Well im 21 years old and have been a mother to my mom for the past hmmm aslong as i can remember she suffers from depression bipolar borderline personality disorder and now paranoia on top of all that she is an alcoholic and drug addict. My mom has had a rough life, she was adopted when she was a baby to a very church going family she never really ffelt like she ever fit in and she was raped when she was younger. Over her time of life she has been hurt and just doesnt seem to be able to let go of the past. She got clean when i was 11 and my brother was 12 and my youngest brother was about 4. I was soo proud of her but it still didnt stop her mental health problems but sshe did alot better, Life seemed to be going alot better than it had in my life except for the fact my youngest brothers dad took him away from us. Then my mom got married and he ended up cheating on her we moved out, my oldest left home at 16 so she was my responsibility, if only i could be as oblivous as my brother, but my step dad cheated on her so there goes so more of her self esteem, she still seemed to be doing pretty good except she took his cheating to the extreme was certian there was alot more then he said but he had his own issues.
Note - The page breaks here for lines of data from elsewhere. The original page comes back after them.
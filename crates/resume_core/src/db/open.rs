//! Connection bootstrap for the key-value database.
//!
//! # Invariants
//! - Returned connections have migrations fully applied.
//! - Every open emits one `db_open` start event and one ok/error event.

use super::migrations::apply_migrations;
use super::{DbError, DbResult};
use log::{error, info};
use rusqlite::Connection;
use std::path::Path;
use std::time::{Duration, Instant};

/// Opens (or creates) a database file and applies pending migrations.
pub fn open_db(path: impl AsRef<Path>) -> DbResult<Connection> {
    let path = path.as_ref();
    open_with("file", || Connection::open(path))
}

/// Opens a private in-memory database with migrations applied.
pub fn open_db_in_memory() -> DbResult<Connection> {
    open_with("memory", Connection::open_in_memory)
}

fn open_with(
    mode: &'static str,
    connect: impl FnOnce() -> rusqlite::Result<Connection>,
) -> DbResult<Connection> {
    let started_at = Instant::now();
    info!("event=db_open module=db status=start mode={mode}");

    let result = connect()
        .map_err(DbError::from)
        .and_then(|mut conn| bootstrap_connection(&mut conn).map(|()| conn));

    match &result {
        Ok(_) => info!(
            "event=db_open module=db status=ok mode={mode} duration_ms={}",
            started_at.elapsed().as_millis()
        ),
        Err(err) => error!(
            "event=db_open module=db status=error mode={mode} duration_ms={} error={err}",
            started_at.elapsed().as_millis()
        ),
    }
    result
}

fn bootstrap_connection(conn: &mut Connection) -> DbResult<()> {
    conn.busy_timeout(Duration::from_secs(5))?;
    apply_migrations(conn)
}
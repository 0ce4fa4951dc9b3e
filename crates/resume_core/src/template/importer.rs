//! Conversion of exported résumé files into `ResumeData`.
//!
//! # Invariants
//! - Imported data is always migrated to the current element format.
//! - Imported data always passes `validate_resume_data`.

use crate::migrate::migrate_resume_data;
use crate::model::resume::ResumeData;
use crate::model::validation::validate_resume_data;
use serde_json::Value;
use std::error::Error;
use std::fmt::{Display, Formatter};

/// Envelope keys that may wrap the exported résumé.
const ENVELOPE_KEYS: &[&str] = &["resumeData", "data"];

#[derive(Debug)]
pub enum ImportError {
    /// Content is not JSON, or not shaped like a résumé.
    Decode(serde_json::Error),
    /// Decoded data failed validation.
    Invalid(Vec<String>),
}

impl Display for ImportError {
    fn fmt(&self, f: &mut Formatter<'_>) -> std::fmt::Result {
        match self {
            Self::Decode(err) => write!(f, "invalid resume export: {err}"),
            Self::Invalid(errors) => {
                write!(f, "resume export failed validation: {}", errors.join("; "))
            }
        }
    }
}

impl Error for ImportError {
    fn source(&self) -> Option<&(dyn Error + 'static)> {
        match self {
            Self::Decode(err) => Some(err),
            Self::Invalid(_) => None,
        }
    }
}

impl From<serde_json::Error> for ImportError {
    fn from(value: serde_json::Error) -> Self {
        Self::Decode(value)
    }
}

pub trait ResumeImporter {
    fn import(&self, content: &str) -> Result<ResumeData, ImportError>;
}

/// Importer for the editor's JSON export format.
///
/// Accepts an envelope (`{"version": …, "resumeData": {…}}`, or `data`
/// instead of `resumeData`) as well as a bare résumé object.
#[derive(Debug, Clone, Copy, Default)]
pub struct ExportFileImporter;

impl ResumeImporter for ExportFileImporter {
    fn import(&self, content: &str) -> Result<ResumeData, ImportError> {
        let data = migrate_resume_data(decode_export(content)?);
        let report = validate_resume_data(&data);
        if !report.is_valid {
            return Err(ImportError::Invalid(report.errors));
        }
        Ok(data)
    }
}

/// Decodes an export file as written, without migrating or validating it.
pub fn decode_export(content: &str) -> Result<ResumeData, ImportError> {
    let mut value: Value = serde_json::from_str(content)?;
    let payload = ENVELOPE_KEYS
        .iter()
        .find_map(|key| match value.get_mut(*key) {
            Some(inner) if inner.is_object() => Some(inner.take()),
            _ => None,
        })
        .unwrap_or(value);
    Ok(serde_json::from_value(payload)?)
}
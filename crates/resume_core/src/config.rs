//! Store and template configuration.

/// Default key holding the serialized résumé list.
pub const RESUME_STORAGE_KEY: &str = "resume_entries";
pub const DEFAULT_TEMPLATE_PATH: &str = "/template.json";
pub const EXAMPLE_TEMPLATE_PATH: &str = "/example.json";
pub const DEFAULT_AVATAR: &str = "/default-avatar.jpg";

/// How the store treats stored content that cannot be decoded.
#[derive(Debug, Clone, Copy, Default, PartialEq, Eq)]
pub enum ReadPolicy {
    /// Corrupt content reads as an empty list and a warning is logged.
    #[default]
    Lenient,
    /// Corrupt content fails with `StorageErrorCode::ParseError`.
    Strict,
}

/// Identifier scheme for newly created records.
#[derive(Debug, Clone, Copy, Default, PartialEq, Eq)]
pub enum IdStrategy {
    /// Random UUID v4.
    #[default]
    Uuid,
    /// `{epoch_millis}-{8 base36 chars}`. Weaker collision resistance; only
    /// suitable for a single-user local store.
    TimestampRandom,
}

#[derive(Debug, Clone, PartialEq, Eq)]
pub struct StoreConfig {
    pub storage_key: String,
    pub read_policy: ReadPolicy,
    pub id_strategy: IdStrategy,
}

impl Default for StoreConfig {
    fn default() -> Self {
        Self {
            storage_key: RESUME_STORAGE_KEY.to_string(),
            read_policy: ReadPolicy::default(),
            id_strategy: IdStrategy::default(),
        }
    }
}

#[derive(Debug, Clone, PartialEq, Eq)]
pub struct TemplateConfig {
    pub default_path: String,
    pub example_path: String,
    /// Avatar assigned to new résumés that have none.
    pub default_avatar: String,
}

impl Default for TemplateConfig {
    fn default() -> Self {
        Self {
            default_path: DEFAULT_TEMPLATE_PATH.to_string(),
            example_path: EXAMPLE_TEMPLATE_PATH.to_string(),
            default_avatar: DEFAULT_AVATAR.to_string(),
        }
    }
}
She moved to ohio and of course i went with her so she didnt have to go alone and it wasnt untill i moved back to az things went down hill. She started drinking again and apparently drugs again i just found out. My whole life i have been afraid of my mom killing herself she has told me a hundred times she doesnt know why she exsist and she wants to disapear and she wish she was dead, but any who long story kinda short just recently her drinking increased and her cocaine use increased except this time the POS drug dealer lied said it was coke but it was bath salts. The past 2 months i have expierence soo much i wish i never had expierence my mom hearing voices seeing things paranoid that i was high or having sex with the nieghbor and thought my dad was getting a blow job on the phone and just silly things. I finally convinced her to go to rehab and now she clean and sober things have gotten worse the bath salts ****ed with her head bad now they dont know if they can give her the help she needs cause she admitted of having sucide thoughts and my dad and i cant afford a mental hospital i just dont know what to do with her anymore! I cant keep putting my life on hold to care for her.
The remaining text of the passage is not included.